We initially screened all of the newly synthesized inhibitors for activity against a number of human SENPs. Humans have six SENPs that are responsible for both iso- and endo-peptidase processing of four human SUMO proteins. While the exact biological roles of each SENP are not well defined, each has different levels of iso and endo-peptidase activity as well as different specificities for the various hSUMOs (Mikolajczyk, et al., 2007). Because the original Pro-SUMO processing assay is rather tedious and not suitable for use with large numbers of compounds, we decided to screen our libraries using fluorogenic substrates that could be analyzed using a simple plate reader assay. We used the coumarin-based substrates, Ac-QTGG-AFC for hSENPs 1, 2 and 5 and Ac-LRGG-AFC for hSENPs 6 and 7 (Drag, et al., 2008).

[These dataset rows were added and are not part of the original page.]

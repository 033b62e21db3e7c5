//! Terminal implementation of the dot field host.

use std::io;
use std::time::{Duration, Instant};

use crossterm::event::{
    DisableFocusChange, DisableMouseCapture, EnableFocusChange, EnableMouseCapture,
};
use crossterm::{execute, terminal};
use dotfield_background::{FrameHandle, Host, ListenerId, ListenerKind};
use dotfield_core::{CellMetrics, SurfaceSize};

/// How long to wait for input when no frame is pending.
const IDLE_POLL: Duration = Duration::from_millis(250);

/// Hosts the dot field in the current terminal.
///
/// Frames are deadlines the event loop waits on; the pointer listener turns
/// mouse capture on and off.
#[derive(Debug)]
pub struct TerminalHost {
    metrics: CellMetrics,
    frame_interval: Duration,
    next_id: u64,
    resize_listener: Option<ListenerId>,
    pointer_listener: Option<ListenerId>,
    pending_frame: Option<(FrameHandle, Instant)>,
}

impl TerminalHost {
    pub fn new(metrics: CellMetrics, frame_interval: Duration) -> Self {
        Self {
            metrics,
            frame_interval,
            next_id: 0,
            resize_listener: None,
            pointer_listener: None,
            pending_frame: None,
        }
    }

    /// Whether resize events should reach the controller.
    pub fn wants_resize(&self) -> bool {
        self.resize_listener.is_some()
    }

    /// Whether mouse motion should reach the controller.
    pub fn wants_pointer(&self) -> bool {
        self.pointer_listener.is_some()
    }

    /// Time left before the pending frame is due.
    pub fn time_until_frame(&self) -> Duration {
        self.time_until_frame_at(Instant::now())
    }

    fn time_until_frame_at(&self, now: Instant) -> Duration {
        match self.pending_frame {
            Some((_, deadline)) => deadline.saturating_duration_since(now),
            None => IDLE_POLL,
        }
    }

    /// Hand out the pending frame once its deadline has passed.
    pub fn take_due_frame(&mut self) -> Option<FrameHandle> {
        self.take_due_frame_at(Instant::now())
    }

    fn take_due_frame_at(&mut self, now: Instant) -> Option<FrameHandle> {
        match self.pending_frame {
            Some((handle, deadline)) if deadline <= now => {
                self.pending_frame = None;
                Some(handle)
            }
            _ => None,
        }
    }

    fn next_id(&mut self) -> u64 {
        self.next_id += 1;
        self.next_id
    }

    fn set_mouse_capture(enabled: bool) {
        let result = if enabled {
            execute!(io::stdout(), EnableMouseCapture, EnableFocusChange)
        } else {
            execute!(io::stdout(), DisableMouseCapture, DisableFocusChange)
        };
        if let Err(err) = result {
            log::warn!("failed to toggle mouse capture: {err}");
        }
    }
}

impl Host for TerminalHost {
    fn surface_size(&mut self) -> Option<SurfaceSize> {
        match terminal::size() {
            Ok((cols, rows)) if cols > 0 && rows > 0 => {
                Some(self.metrics.surface_size(cols, rows))
            }
            Ok(_) => None,
            Err(err) => {
                log::warn!("failed to query terminal size: {err}");
                None
            }
        }
    }

    fn listen(&mut self, kind: ListenerKind) -> ListenerId {
        let id = ListenerId(self.next_id());
        match kind {
            ListenerKind::Resize => self.resize_listener = Some(id),
            ListenerKind::PointerMove => {
                Self::set_mouse_capture(true);
                self.pointer_listener = Some(id);
            }
        }
        id
    }

    fn unlisten(&mut self, id: ListenerId) {
        if self.resize_listener == Some(id) {
            self.resize_listener = None;
        }
        if self.pointer_listener == Some(id) {
            self.pointer_listener = None;
            Self::set_mouse_capture(false);
        }
    }

    fn schedule_frame(&mut self) -> FrameHandle {
        let handle = FrameHandle(self.next_id());
        self.pending_frame = Some((handle, Instant::now() + self.frame_interval));
        handle
    }

    fn cancel_frame(&mut self, handle: FrameHandle) {
        if matches!(self.pending_frame, Some((pending, _)) if pending == handle) {
            self.pending_frame = None;
        }
    }
}

#[cfg(test)]
mod tests {
    use super::*;

    fn host() -> TerminalHost {
        TerminalHost::new(CellMetrics::default(), Duration::from_millis(16))
    }

    #[test]
    fn test_frame_deadline() {
        let mut host = host();
        assert_eq!(host.time_until_frame(), IDLE_POLL);

        let now = Instant::now();
        let handle = host.schedule_frame();
        assert!(host.time_until_frame_at(now) >= Duration::from_millis(16));
        assert_eq!(host.take_due_frame_at(now), None);

        let later = now + Duration::from_millis(50);
        assert_eq!(host.time_until_frame_at(later), Duration::ZERO);
        assert_eq!(host.take_due_frame_at(later), Some(handle));
        // Fired frames are consumed
        assert_eq!(host.take_due_frame_at(later), None);
    }

    #[test]
    fn test_cancel_frame() {
        let mut host = host();
        let first = host.schedule_frame();
        host.cancel_frame(FrameHandle(first.0 + 100));
        assert!(host.pending_frame.is_some());

        host.cancel_frame(first);
        assert!(host.pending_frame.is_none());
        let later = Instant::now() + Duration::from_secs(1);
        assert_eq!(host.take_due_frame_at(later), None);
    }

    #[test]
    fn test_resize_listener() {
        let mut host = host();
        assert!(!host.wants_resize());
        let id = host.listen(ListenerKind::Resize);
        assert!(host.wants_resize());
        assert!(!host.wants_pointer());
        host.unlisten(id);
        assert!(!host.wants_resize());
    }
}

Human SENP3 was not screened in this assay due to low solubility and poor activity of the recombinant enzyme. Because we had a large number of initial compounds and needed to perform the assay in triplicate, we initially used a single, high concentration of each compound to pre-incubate with the enzyme for one hour followed by measurement of the residual activity using the reporter substrates. From this data, we could determine relative inhibitor potency by comparing percent inhibition of the target protease for each of the library compounds (see Figure S1 and S2). The results of the screens for both the aza-epoxide and AOMK libraries against all five hSENPs could then be plotted as a heat map that allows easy comparison of the complete data set (Figure 4).
From the SAR data set we observed several general trends that could be used in our efforts to identify the most optimal inhibitors for conversion to ABPs. Firstly, we found that conversion of the terminal acid of VEA260 to an amide resulted in a significant loss in overall activity of the compounds (compare VEA260 to VEA389). Since all of our aza-epoxides were synthesized using the solid phase method that resulted in the generation of a terminal amide, they were all either equal or less potent than the original lead compounds. Interestingly, VEA422, which contains a P3 aspartic acid showed similar potency to the parent VEA260 suggesting that a negative charge in this general region may be important for target binding. We also found that several of the most potent aza-epoxides contained a threonine residue in either the P2 or P3 positions. This suggests that there may be key binding interaction with the enzyme at the S3 pocket that normally binds the P3 threonine of the native SUMO substrate.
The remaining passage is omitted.